Bella. Questa è quella dello Stato di Israele, nato poco più tardi, che da tempo occupa alcuni territori dove secondo la comunità internazionale dovrebbe sorgere lo Stato di Palestina.



Pur simili, rappresentano cose un po' diverse. Perciò credo sarebbe stato utile, negli anni scorsi, portare nei cortei del 25/4 soltanto la prima, magari cogliendo l'occasione per spiegare che non era la seconda; e che la stella in sé rappresenta l'ebraismo, non uno Stato che ha una storia gloriosa ma non ha contribuito alla guerra di liberazione italiana (non ha fatto in tempo), e in questo periodo sta occupando territori di un altro Stato.

A quel punto chi venisse comunque a fischiare non ci lascerebbe dubbi: non fischierebbe Israele, ma l’ebraismo. Non esprimerebbe un sostegno alla Palestina, ma il proprio antisemitismo. Purtroppo non è mai successo.
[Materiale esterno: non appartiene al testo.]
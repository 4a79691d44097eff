//! Voice catalogue seeding
//!
//! Inserts the default Swedish voices. Existing rows are left untouched so
//! catalogue edits made in the database survive reseeding.

use anyhow::Result;
use chrono::Utc;
use sea_orm::{DatabaseConnection, Set};

use crate::models::voice_option;
use crate::repositories::VoiceOptionRepository;

struct VoiceSeed {
    id: &'static str,
    name: &'static str,
    provider: &'static str,
    gender: &'static str,
    description: &'static str,
    is_default: bool,
}

const DEFAULT_VOICES: &[VoiceSeed] = &[
    VoiceSeed {
        id: "sv-SE-SofieNeural",
        name: "Sofie",
        provider: "azure",
        gender: "female",
        description: "Varm och tydlig, passar de flesta verksamheter",
        is_default: true,
    },
    VoiceSeed {
        id: "sv-SE-MattiasNeural",
        name: "Mattias",
        provider: "azure",
        gender: "male",
        description: "Lugn och saklig",
        is_default: false,
    },
    VoiceSeed {
        id: "sv-SE-HilleviNeural",
        name: "Hillevi",
        provider: "azure",
        gender: "female",
        description: "Energisk och vänlig",
        is_default: false,
    },
];

/// Seeds the voice catalogue. Returns the number of voices inserted.
pub async fn seed_voice_options(db: &DatabaseConnection) -> Result<usize> {
    let repo = VoiceOptionRepository::new(db);
    let mut inserted = 0;

    for (index, seed) in DEFAULT_VOICES.iter().enumerate() {
        if repo.find(seed.id).await?.is_some() {
            log::debug!("Voice '{}' already exists, skipping", seed.id);
            continue;
        }

        repo.create(voice_option::ActiveModel {
            id: Set(seed.id.to_string()),
            name: Set(seed.name.to_string()),
            provider: Set(seed.provider.to_string()),
            gender: Set(Some(seed.gender.to_string())),
            language: Set("sv-SE".to_string()),
            description: Set(Some(seed.description.to_string())),
            is_default: Set(seed.is_default),
            sort_order: Set(index as i32),
            created_at: Set(Utc::now().into()),
        })
        .await?;
        log::info!("Created voice option: {}", seed.id);
        inserted += 1;
    }

    Ok(inserted)
}
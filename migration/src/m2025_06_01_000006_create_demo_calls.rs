//! Migration to create the demo_calls table.
//!
//! Calls placed against a demo assistant before the business became a
//! customer. Keyed by `vapi_call_id` like customer calls.

use sea_orm_migration::prelude::*;

#[derive(DeriveMigrationName)]
pub struct Migration;

#[async_trait::async_trait]
impl MigrationTrait for Migration {
    async fn up(&self, manager: &SchemaManager) -> Result<(), DbErr> {
        manager
            .create_table(
                Table::create()
                    .table(DemoCalls::Table)
                    .if_not_exists()
                    .col(ColumnDef::new(DemoCalls::Id).uuid().not_null().primary_key())
                    .col(ColumnDef::new(DemoCalls::BusinessId).uuid().not_null())
                    .col(ColumnDef::new(DemoCalls::VapiCallId).text().not_null())
                    .col(ColumnDef::new(DemoCalls::CallerNumber).text().null())
                    .col(
                        ColumnDef::new(DemoCalls::StartedAt)
                            .timestamp_with_time_zone()
                            .null(),
                    )
                    .col(
                        ColumnDef::new(DemoCalls::EndedAt)
                            .timestamp_with_time_zone()
                            .null(),
                    )
                    .col(
                        ColumnDef::new(DemoCalls::DurationSeconds)
                            .integer()
                            .not_null()
                            .default(0),
                    )
                    .col(ColumnDef::new(DemoCalls::Transcript).json_binary().not_null())
                    .col(ColumnDef::new(DemoCalls::Summary).text().null())
                    .col(ColumnDef::new(DemoCalls::RecordingUrl).text().null())
                    .col(ColumnDef::new(DemoCalls::EndedReason).text().null())
                    .col(
                        ColumnDef::new(DemoCalls::Cost)
                            .double()
                            .not_null()
                            .default(0.0),
                    )
                    .col(
                        ColumnDef::new(DemoCalls::CreatedAt)
                            .timestamp_with_time_zone()
                            .not_null()
                            .default(Expr::current_timestamp()),
                    )
                    .foreign_key(
                        ForeignKey::create()
                            .name("fk_demo_calls_business_id")
                            .from(DemoCalls::Table, DemoCalls::BusinessId)
                            .to(Businesses::Table, Businesses::Id)
                            .on_delete(ForeignKeyAction::Cascade),
                    )
                    .to_owned(),
            )
            .await?;

        manager
            .create_index(
                Index::create()
                    .name("idx_demo_calls_vapi_call_id")
                    .table(DemoCalls::Table)
                    .col(DemoCalls::VapiCallId)
                    .unique()
                    .to_owned(),
            )
            .await?;

        Ok(())
    }

    async fn down(&self, manager: &SchemaManager) -> Result<(), DbErr> {
        manager
            .drop_table(Table::drop().table(DemoCalls::Table).to_owned())
            .await
    }
}

#[derive(DeriveIden)]
enum DemoCalls {
    Table,
    Id,
    BusinessId,
    VapiCallId,
    CallerNumber,
    StartedAt,
    EndedAt,
    DurationSeconds,
    Transcript,
    Summary,
    RecordingUrl,
    EndedReason,
    Cost,
    CreatedAt,
}

#[derive(DeriveIden)]
enum Businesses {
    Table,
    Id,
}
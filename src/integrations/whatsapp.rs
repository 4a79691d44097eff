//! WhatsApp Cloud API text messages.

use async_trait::async_trait;
use serde_json::json;

use super::{MessageChannel, ProviderError, send, trim_base};

const PROVIDER: &str = "whatsapp";

pub struct WhatsAppClient {
    http: reqwest::Client,
    base_url: String,
    access_token: Option<String>,
    phone_number_id: Option<String>,
}

impl WhatsAppClient {
    pub fn new(
        http: reqwest::Client,
        base_url: &str,
        access_token: Option<String>,
        phone_number_id: Option<String>,
    ) -> Self {
        Self {
            http,
            base_url: trim_base(base_url),
            access_token,
            phone_number_id,
        }
    }
}

#[async_trait]
impl MessageChannel for WhatsAppClient {
    fn name(&self) -> &'static str {
        PROVIDER
    }

    /// `recipient` is an E.164 number; the API wants digits only.
    async fn send_text(&self, recipient: &str, text: &str) -> Result<(), ProviderError> {
        let (Some(token), Some(phone_number_id)) =
            (self.access_token.as_deref(), self.phone_number_id.as_deref())
        else {
            return Err(ProviderError::NotConfigured(PROVIDER));
        };

        let to: String = recipient.chars().filter(char::is_ascii_digit).collect();
        let request = self
            .http
            .post(format!("{}/{}/messages", self.base_url, phone_number_id))
            .bearer_auth(token)
            .json(&json!({
                "messaging_product": "whatsapp",
                "recipient_type": "individual",
                "to": to,
                "type": "text",
                "text": { "preview_url": false, "body": text },
            }));

        send(PROVIDER, request).await.map(|_| ())
    }
}
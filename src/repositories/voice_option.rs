//! # Voice Option Repository

use sea_orm::{ActiveModelTrait, DatabaseConnection, EntityTrait, QueryOrder};

use crate::error::RepositoryError;
use crate::models::voice_option::{self, Entity as VoiceOption, Model};

pub struct VoiceOptionRepository<'a> {
    db: &'a DatabaseConnection,
}

impl<'a> VoiceOptionRepository<'a> {
    pub fn new(db: &'a DatabaseConnection) -> Self {
        Self { db }
    }

    /// Catalogue in display order.
    pub async fn list(&self) -> Result<Vec<Model>, RepositoryError> {
        VoiceOption::find()
            .order_by_asc(voice_option::Column::SortOrder)
            .order_by_asc(voice_option::Column::Name)
            .all(self.db)
            .await
            .map_err(RepositoryError::database_error)
    }

    pub async fn find(&self, id: &str) -> Result<Option<Model>, RepositoryError> {
        VoiceOption::find_by_id(id.to_string())
            .one(self.db)
            .await
            .map_err(RepositoryError::database_error)
    }

    pub async fn create(&self, voice: voice_option::ActiveModel) -> Result<Model, RepositoryError> {
        voice
            .insert(self.db)
            .await
            .map_err(RepositoryError::database_error)
    }
}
Perlomeno, in tutte le foto che mi è capitato di vedere di cortei del 25/4, per ogni bandiera della brigata ebraica ne ho vista una dello Stato di Israele. E quindi? Niente, fate come credete. Ma non venite a dire che il 25 aprile è di tutti e che non volete litigare. Il 25 aprile non è mai stato di tutti; c’è sempre stato qualcuno che voleva litigare. Chi viene con la bandiera di Israele - e vuole fuori quelli con la bandiera della Palestina - non sarà il primo, ma non è da meno.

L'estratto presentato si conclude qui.